Ce bon état d’esprit serait donc d’être complètement libéré, complètement ouvert par rapport à la rencontre amoureuse, par rapport à ce qu’on a envie de ressentir physiquement, charnellement et émotionnellement dans un lit avec quelqu’un… qu’on aime : c’est mieux, mais encore !… si on ne l’aime pas, il suffit que ce soit quelqu’un avec qui on a envie de partager cela.

Il y a un tas de constructions et de croyances sociales qui gravitent là autour.
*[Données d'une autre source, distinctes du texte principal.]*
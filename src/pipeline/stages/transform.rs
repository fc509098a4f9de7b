use crate::error::{ReportError, ReportResult};
use crate::pipeline::{PipelineStage, RunContext};
use crate::state_machine::RunPhase;
use crate::types::{AggregationRow, BoundedSet, ReportDocument};
use async_trait::async_trait;
use chrono::{DateTime, SecondsFormat, Utc};
use std::fmt::Write;
use tracing::info;

/// Report columns, in output order
pub const CSV_COLUMNS: [&str; 12] = [
    "productId",
    "modelName",
    "promptTokens",
    "completionTokens",
    "totalTokens",
    "callCount",
    "firstSeen",
    "lastSeen",
    "regions",
    "callerIps",
    "caches",
    "backendIds",
];

/// Separator for multi-value cells
pub const LIST_SEPARATOR: char = ';';

/// Escapes a literal separator or backslash inside a multi-value entry
pub const LIST_ESCAPE: char = '\\';

const LINE_END: &str = "\r\n";

/// Stage that renders the aggregation rows as a CSV document
///
/// # Context Requirements
/// - Input: `rows` from the query stage
///
/// # Context Outputs
/// - `document` - the CSV report
pub struct TransformStage;

impl TransformStage {
    pub const NAME: &'static str = "CreateCsvReport";

    pub fn new() -> Self {
        Self
    }
}

impl Default for TransformStage {
    fn default() -> Self {
        Self::new()
    }
}

#[async_trait]
impl PipelineStage for TransformStage {
    async fn execute(&self, context: &mut RunContext) -> ReportResult<()> {
        let document = render_csv(context.rows()?)?;

        info!(
            target: "pipeline::transform",
            run_id = %context.run_id(),
            "Rendered report with {} rows, {} bytes",
            document.row_count(),
            document.as_bytes().len()
        );

        context.set_document(document);
        Ok(())
    }

    fn name(&self) -> &str {
        Self::NAME
    }

    fn phase(&self) -> RunPhase {
        RunPhase::Transforming
    }
}

/// Render rows as CSV: a header line, then one line per row in input order
///
/// Fields are quoted per RFC 4180 when they contain a comma, quote or line
/// break. Multi-value fields are joined with `;`, and a `;` or `\` inside an
/// entry is prefixed with `\`. Timestamps are RFC 3339 UTC. Text containing
/// NUL cannot be encoded and fails the whole document.
pub fn render_csv(rows: &[AggregationRow]) -> ReportResult<ReportDocument> {
    let mut out = String::new();
    write_row(&mut out, CSV_COLUMNS.iter().map(|c| c.to_string()))?;

    for (line, row) in rows.iter().enumerate() {
        let fields = [
            text(&row.product_id, line, CSV_COLUMNS[0])?,
            text(&row.model_name, line, CSV_COLUMNS[1])?,
            row.prompt_tokens.to_string(),
            row.completion_tokens.to_string(),
            row.total_tokens.to_string(),
            row.call_count.to_string(),
            timestamp(&row.first_seen),
            timestamp(&row.last_seen),
            list(&row.regions, line, CSV_COLUMNS[8])?,
            list(&row.caller_ips, line, CSV_COLUMNS[9])?,
            list(&row.caches, line, CSV_COLUMNS[10])?,
            list(&row.backend_ids, line, CSV_COLUMNS[11])?,
        ];
        write_row(&mut out, fields.into_iter())?;
    }

    Ok(ReportDocument::new(out, rows.len()))
}

fn write_row(out: &mut String, fields: impl Iterator<Item = String>) -> ReportResult<()> {
    for (i, field) in fields.enumerate() {
        if i > 0 {
            out.push(',');
        }
        write_field(out, &field).map_err(|e| ReportError::EncodingFailed(e.to_string()))?;
    }
    out.push_str(LINE_END);
    Ok(())
}

fn write_field(out: &mut String, field: &str) -> std::fmt::Result {
    if field.contains([',', '"', '\n', '\r']) {
        write!(out, "\"{}\"", field.replace('"', "\"\""))
    } else {
        out.write_str(field)
    }
}

fn text(value: &str, line: usize, column: &str) -> ReportResult<String> {
    if value.contains('\0') {
        return Err(ReportError::EncodingFailed(format!(
            "NUL character in {} of row {}",
            column,
            line + 1
        )));
    }
    Ok(value.to_string())
}

fn list(values: &BoundedSet, line: usize, column: &str) -> ReportResult<String> {
    let mut joined = String::new();
    for (i, value) in values.iter().enumerate() {
        if i > 0 {
            joined.push(LIST_SEPARATOR);
        }
        for ch in text(value, line, column)?.chars() {
            if ch == LIST_SEPARATOR || ch == LIST_ESCAPE {
                joined.push(LIST_ESCAPE);
            }
            joined.push(ch);
        }
    }
    Ok(joined)
}

fn timestamp(value: &DateTime<Utc>) -> String {
    value.to_rfc3339_opts(SecondsFormat::AutoSi, true)
}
Je crois que la plus forte est basé sur un concept que Freud avait abordé et qu’on appelle : « la madone et la salope ».

Il s’agit de la considération de la femme. Dans ce concept, Freud explique qu’une femme va être considérée soit comme la « madone », c’est-à-dire pure et non intéressée par le sexe. Elle va donc concéder de la sexualité à son compagnon ou à son mari parce qu’elle connaît ses besoins, ce qui sous-entend que les besoins de l’homme sont plus importants que ceux de la femme en matière de désir sexuel, mais elle, elle est pure et immaculée au point de ne pas être intéressé par la sexualité.

De l’autre côté, on va trouver la salope, c’est-à-dire la femme qui aime le sexe et qui veut du sexe pour elle-même. Dans ce cas, elle va donc être assimilée à la prostituée.

Ce concept de « la madone et la salope » est très imprégné dans notre société, même aujourd’hui ou on s’est beaucoup ouvert sur ce domaine, depuis les années 50 et la fameuse libération sexuelle. Mais il reste des traces et des racines très profondes à ce sujet qui continuent à imprégner nos visions et nos croyances et à modifier nos attitudes et nos habitudes.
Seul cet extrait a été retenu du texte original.